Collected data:

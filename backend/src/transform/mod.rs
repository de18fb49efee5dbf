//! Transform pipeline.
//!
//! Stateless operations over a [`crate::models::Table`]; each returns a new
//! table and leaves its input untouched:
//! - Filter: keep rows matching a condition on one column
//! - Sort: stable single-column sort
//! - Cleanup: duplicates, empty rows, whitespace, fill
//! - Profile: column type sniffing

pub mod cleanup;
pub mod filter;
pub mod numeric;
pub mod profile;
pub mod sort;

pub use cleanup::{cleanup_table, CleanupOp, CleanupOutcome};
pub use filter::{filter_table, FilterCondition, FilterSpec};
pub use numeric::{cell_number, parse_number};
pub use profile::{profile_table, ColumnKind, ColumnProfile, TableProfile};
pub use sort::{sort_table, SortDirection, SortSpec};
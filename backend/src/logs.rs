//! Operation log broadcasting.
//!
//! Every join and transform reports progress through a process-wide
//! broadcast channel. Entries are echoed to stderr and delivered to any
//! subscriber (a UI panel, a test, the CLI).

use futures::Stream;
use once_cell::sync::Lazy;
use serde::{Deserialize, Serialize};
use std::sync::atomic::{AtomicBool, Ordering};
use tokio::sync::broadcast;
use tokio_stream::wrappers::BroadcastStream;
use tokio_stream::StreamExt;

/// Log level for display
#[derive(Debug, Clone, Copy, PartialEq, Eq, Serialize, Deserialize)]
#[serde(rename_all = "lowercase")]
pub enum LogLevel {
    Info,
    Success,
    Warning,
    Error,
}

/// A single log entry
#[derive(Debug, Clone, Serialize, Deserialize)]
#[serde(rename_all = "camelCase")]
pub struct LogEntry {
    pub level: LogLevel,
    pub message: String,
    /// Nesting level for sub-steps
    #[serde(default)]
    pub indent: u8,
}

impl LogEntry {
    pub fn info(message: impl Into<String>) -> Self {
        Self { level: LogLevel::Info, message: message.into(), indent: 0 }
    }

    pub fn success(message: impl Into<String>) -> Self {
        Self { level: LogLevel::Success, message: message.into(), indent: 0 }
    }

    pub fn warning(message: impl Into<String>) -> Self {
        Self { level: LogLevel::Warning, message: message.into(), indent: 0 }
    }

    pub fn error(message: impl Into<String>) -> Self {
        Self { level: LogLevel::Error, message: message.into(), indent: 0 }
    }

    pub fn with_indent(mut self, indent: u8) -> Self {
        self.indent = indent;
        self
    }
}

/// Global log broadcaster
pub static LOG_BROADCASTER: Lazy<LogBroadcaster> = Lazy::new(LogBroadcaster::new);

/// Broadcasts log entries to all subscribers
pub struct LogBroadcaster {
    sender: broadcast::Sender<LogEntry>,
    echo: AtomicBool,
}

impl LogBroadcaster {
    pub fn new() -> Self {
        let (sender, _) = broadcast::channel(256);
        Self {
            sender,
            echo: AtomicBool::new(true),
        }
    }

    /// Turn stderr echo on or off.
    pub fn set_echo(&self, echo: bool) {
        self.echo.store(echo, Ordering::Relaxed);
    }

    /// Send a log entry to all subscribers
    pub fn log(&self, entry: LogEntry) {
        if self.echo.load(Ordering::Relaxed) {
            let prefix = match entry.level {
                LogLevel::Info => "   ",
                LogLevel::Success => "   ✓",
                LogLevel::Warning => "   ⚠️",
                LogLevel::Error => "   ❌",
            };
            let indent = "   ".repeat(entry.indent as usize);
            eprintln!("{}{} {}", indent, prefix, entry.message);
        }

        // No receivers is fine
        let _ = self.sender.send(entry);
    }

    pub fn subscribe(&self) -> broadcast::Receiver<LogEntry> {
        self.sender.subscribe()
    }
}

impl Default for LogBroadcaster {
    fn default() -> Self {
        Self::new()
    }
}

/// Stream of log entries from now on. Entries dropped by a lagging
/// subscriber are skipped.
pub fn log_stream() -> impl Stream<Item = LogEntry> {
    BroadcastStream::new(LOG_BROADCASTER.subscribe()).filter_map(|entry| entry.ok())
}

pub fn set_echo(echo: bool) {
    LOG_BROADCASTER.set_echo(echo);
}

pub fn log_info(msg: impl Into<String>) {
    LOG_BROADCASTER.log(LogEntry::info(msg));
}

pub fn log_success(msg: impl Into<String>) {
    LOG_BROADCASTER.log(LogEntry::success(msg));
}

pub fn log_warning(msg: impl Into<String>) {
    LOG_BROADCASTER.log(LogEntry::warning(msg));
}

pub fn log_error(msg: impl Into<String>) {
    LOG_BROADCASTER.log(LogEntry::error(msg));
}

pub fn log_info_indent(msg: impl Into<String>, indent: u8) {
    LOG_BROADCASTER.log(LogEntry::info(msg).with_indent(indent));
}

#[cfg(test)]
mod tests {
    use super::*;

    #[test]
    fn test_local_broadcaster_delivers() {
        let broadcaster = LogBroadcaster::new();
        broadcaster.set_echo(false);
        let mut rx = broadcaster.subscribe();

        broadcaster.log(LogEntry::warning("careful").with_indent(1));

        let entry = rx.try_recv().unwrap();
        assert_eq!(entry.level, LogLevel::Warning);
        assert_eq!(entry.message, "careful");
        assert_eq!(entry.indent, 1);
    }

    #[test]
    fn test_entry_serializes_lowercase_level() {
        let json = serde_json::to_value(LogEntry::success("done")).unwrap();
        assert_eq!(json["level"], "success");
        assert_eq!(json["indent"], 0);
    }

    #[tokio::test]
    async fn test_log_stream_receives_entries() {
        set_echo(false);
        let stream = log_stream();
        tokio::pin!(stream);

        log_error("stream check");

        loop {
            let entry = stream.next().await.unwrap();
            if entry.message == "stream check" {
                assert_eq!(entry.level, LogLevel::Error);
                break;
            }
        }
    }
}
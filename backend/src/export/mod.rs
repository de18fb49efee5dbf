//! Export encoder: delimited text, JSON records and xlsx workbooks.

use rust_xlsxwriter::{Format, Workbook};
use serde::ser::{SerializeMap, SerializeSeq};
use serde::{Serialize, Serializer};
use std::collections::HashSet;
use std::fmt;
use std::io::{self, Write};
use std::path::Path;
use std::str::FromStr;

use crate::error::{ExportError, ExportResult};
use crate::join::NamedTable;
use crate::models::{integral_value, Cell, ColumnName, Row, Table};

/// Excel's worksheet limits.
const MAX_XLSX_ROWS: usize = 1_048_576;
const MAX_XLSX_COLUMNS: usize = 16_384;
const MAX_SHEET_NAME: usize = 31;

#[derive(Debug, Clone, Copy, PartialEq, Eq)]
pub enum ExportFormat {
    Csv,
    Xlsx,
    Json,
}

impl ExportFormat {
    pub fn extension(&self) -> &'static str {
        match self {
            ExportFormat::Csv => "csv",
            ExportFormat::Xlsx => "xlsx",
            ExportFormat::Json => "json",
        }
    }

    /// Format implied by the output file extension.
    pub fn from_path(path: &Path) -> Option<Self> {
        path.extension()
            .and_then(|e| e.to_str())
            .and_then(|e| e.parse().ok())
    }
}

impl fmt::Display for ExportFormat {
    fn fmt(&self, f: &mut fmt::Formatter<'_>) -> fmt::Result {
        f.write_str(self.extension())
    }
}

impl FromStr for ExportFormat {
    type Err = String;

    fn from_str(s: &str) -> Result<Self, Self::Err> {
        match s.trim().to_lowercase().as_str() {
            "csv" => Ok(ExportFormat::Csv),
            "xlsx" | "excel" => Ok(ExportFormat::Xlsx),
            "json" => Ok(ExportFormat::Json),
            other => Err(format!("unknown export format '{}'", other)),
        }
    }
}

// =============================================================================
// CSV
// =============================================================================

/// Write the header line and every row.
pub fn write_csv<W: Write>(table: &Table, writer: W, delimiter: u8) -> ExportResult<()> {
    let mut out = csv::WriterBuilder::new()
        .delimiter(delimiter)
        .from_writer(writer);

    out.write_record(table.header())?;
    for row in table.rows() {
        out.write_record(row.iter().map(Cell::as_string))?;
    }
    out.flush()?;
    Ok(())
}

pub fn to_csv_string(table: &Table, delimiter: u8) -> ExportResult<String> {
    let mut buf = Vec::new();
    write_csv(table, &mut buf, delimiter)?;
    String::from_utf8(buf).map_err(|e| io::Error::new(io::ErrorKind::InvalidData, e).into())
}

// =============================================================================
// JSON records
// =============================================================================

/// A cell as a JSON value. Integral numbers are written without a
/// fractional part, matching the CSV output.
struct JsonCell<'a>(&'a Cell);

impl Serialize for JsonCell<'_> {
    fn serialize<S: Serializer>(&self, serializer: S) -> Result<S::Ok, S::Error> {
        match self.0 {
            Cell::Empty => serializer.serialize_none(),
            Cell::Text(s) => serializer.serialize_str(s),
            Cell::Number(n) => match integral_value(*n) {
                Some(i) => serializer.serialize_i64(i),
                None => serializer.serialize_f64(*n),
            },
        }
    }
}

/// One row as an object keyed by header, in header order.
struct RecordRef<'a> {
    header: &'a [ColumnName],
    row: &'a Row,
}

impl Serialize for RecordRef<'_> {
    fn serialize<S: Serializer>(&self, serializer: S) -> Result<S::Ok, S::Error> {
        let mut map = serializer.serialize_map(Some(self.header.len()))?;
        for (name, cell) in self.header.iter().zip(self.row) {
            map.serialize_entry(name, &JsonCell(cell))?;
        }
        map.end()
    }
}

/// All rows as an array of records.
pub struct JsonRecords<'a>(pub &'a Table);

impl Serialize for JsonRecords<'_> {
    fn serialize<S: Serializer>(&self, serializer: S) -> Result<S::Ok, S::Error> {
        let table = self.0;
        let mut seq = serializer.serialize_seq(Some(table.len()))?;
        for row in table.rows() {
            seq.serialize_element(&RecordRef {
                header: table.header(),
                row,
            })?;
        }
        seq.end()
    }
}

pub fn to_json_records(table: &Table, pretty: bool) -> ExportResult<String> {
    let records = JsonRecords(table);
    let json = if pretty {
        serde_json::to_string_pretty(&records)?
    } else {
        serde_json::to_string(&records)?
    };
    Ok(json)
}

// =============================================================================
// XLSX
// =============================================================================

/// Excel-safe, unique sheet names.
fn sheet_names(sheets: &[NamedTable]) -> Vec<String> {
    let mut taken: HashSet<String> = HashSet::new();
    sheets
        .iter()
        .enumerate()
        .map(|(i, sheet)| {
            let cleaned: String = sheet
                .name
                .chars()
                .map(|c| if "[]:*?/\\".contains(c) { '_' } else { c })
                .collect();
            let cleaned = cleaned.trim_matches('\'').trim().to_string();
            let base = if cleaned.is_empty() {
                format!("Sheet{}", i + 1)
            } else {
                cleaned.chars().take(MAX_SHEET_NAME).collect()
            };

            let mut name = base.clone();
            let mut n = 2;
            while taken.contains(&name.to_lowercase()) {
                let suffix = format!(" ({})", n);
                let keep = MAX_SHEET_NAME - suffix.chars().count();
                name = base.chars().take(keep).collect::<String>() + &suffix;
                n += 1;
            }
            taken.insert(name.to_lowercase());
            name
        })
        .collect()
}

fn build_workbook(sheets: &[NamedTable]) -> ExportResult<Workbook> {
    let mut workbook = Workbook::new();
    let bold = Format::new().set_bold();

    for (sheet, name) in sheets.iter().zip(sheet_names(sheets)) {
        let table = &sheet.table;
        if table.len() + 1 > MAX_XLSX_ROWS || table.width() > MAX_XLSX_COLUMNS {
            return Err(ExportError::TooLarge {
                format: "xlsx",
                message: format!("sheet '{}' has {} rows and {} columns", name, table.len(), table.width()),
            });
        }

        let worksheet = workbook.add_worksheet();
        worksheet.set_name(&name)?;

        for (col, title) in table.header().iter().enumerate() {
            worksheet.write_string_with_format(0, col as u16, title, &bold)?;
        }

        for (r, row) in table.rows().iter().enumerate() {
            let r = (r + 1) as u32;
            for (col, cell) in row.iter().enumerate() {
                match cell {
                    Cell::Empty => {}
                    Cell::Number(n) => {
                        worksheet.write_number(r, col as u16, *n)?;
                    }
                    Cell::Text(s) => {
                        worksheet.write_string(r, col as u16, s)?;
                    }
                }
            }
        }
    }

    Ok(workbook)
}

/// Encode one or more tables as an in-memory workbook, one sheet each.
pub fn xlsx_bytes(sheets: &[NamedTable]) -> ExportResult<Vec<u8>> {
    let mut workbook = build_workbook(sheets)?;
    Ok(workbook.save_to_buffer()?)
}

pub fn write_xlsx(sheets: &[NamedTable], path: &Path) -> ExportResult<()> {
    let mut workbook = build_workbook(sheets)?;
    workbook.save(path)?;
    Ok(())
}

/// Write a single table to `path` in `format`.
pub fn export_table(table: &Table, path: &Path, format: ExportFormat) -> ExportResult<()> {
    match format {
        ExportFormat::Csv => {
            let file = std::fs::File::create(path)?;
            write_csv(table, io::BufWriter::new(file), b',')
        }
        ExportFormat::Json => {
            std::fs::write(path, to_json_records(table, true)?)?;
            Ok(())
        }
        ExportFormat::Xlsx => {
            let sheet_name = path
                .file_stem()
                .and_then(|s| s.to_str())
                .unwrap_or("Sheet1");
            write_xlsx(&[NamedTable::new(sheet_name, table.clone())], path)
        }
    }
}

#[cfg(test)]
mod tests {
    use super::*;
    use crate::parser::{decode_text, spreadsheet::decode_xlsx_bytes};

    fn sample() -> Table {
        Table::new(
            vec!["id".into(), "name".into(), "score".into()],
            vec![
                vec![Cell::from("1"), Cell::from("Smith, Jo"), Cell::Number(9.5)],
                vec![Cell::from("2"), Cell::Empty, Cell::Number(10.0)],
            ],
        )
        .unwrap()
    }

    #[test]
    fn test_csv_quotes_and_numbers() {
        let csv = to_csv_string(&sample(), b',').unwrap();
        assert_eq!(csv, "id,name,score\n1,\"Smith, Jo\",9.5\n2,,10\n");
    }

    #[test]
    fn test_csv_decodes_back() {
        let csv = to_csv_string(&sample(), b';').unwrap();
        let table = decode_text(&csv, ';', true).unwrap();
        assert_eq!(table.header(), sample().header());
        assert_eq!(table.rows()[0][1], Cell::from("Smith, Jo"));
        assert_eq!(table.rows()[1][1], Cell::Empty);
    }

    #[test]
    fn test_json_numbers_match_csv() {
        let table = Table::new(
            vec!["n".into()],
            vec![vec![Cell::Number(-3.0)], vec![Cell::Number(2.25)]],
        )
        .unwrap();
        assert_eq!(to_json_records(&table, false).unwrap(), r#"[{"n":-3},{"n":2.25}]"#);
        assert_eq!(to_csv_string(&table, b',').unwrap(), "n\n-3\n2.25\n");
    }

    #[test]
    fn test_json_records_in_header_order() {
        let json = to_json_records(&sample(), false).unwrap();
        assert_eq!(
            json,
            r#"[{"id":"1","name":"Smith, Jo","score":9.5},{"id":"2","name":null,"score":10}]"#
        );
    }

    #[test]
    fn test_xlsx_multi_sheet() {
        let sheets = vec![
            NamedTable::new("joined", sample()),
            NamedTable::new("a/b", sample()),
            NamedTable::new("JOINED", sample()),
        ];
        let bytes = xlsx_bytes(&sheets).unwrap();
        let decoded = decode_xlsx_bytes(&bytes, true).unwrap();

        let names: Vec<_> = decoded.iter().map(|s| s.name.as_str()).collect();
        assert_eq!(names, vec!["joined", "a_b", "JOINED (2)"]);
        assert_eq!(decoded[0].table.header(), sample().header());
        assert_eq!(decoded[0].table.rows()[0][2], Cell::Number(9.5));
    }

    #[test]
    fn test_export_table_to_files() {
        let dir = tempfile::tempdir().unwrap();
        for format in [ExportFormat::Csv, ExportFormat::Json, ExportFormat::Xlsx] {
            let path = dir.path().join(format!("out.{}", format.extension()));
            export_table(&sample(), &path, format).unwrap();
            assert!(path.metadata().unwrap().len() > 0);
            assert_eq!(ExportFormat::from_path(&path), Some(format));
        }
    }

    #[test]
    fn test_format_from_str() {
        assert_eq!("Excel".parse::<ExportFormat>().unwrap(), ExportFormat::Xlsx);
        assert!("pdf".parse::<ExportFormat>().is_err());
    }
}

[INSTRUCTIONS FOR THE TASK] Keep to the lines above, from the first one through the line where "pub fn success(message: impl" appears, and copy them exactly.

[REPLY]
filename backend/src/transform/mod.rs
repository de18fb49efee5dbf
//! Transform pipeline.
//!
//! Stateless operations over a [`crate::models::Table`]; each returns a new
//! table and leaves its input untouched:
//! - Filter: keep rows matching a condition on one column
//! - Sort: stable single-column sort
//! - Cleanup: duplicates, empty rows, whitespace, fill
//! - Profile: column type sniffing

pub mod cleanup;
pub mod filter;
pub mod numeric;
pub mod profile;
pub mod sort;

pub use cleanup::{cleanup_table, CleanupOp, CleanupOutcome};
pub use filter::{filter_table, FilterCondition, FilterSpec};
pub use numeric::{cell_number, parse_number};
pub use profile::{profile_table, ColumnKind, ColumnProfile, TableProfile};
pub use sort::{sort_table, SortDirection, SortSpec};
filename backend/src/logs.rs
//! Operation log broadcasting.
//!
//! Every join and transform reports progress through a process-wide
//! broadcast channel. Entries are echoed to stderr and delivered to any
//! subscriber (a UI panel, a test, the CLI).

use futures::Stream;
use once_cell::sync::Lazy;
use serde::{Deserialize, Serialize};
use std::sync::atomic::{AtomicBool, Ordering};
use tokio::sync::broadcast;
use tokio_stream::wrappers::BroadcastStream;
use tokio_stream::StreamExt;

/// Log level for display
#[derive(Debug, Clone, Copy, PartialEq, Eq, Serialize, Deserialize)]
#[serde(rename_all = "lowercase")]
pub enum LogLevel {
    Info,
    Success,
    Warning,
    Error,
}

/// A single log entry
#[derive(Debug, Clone, Serialize, Deserialize)]
#[serde(rename_all = "camelCase")]
pub struct LogEntry {
    pub level: LogLevel,
    pub message: String,
    /// Nesting level for sub-steps
    #[serde(default)]
    pub indent: u8,
}

impl LogEntry {
    pub fn info(message: impl Into<String>) -> Self {
        Self { level: LogLevel::Info, message: message.into(), indent: 0 }
    }

    pub fn success(message: impl Into<String>) -> Self {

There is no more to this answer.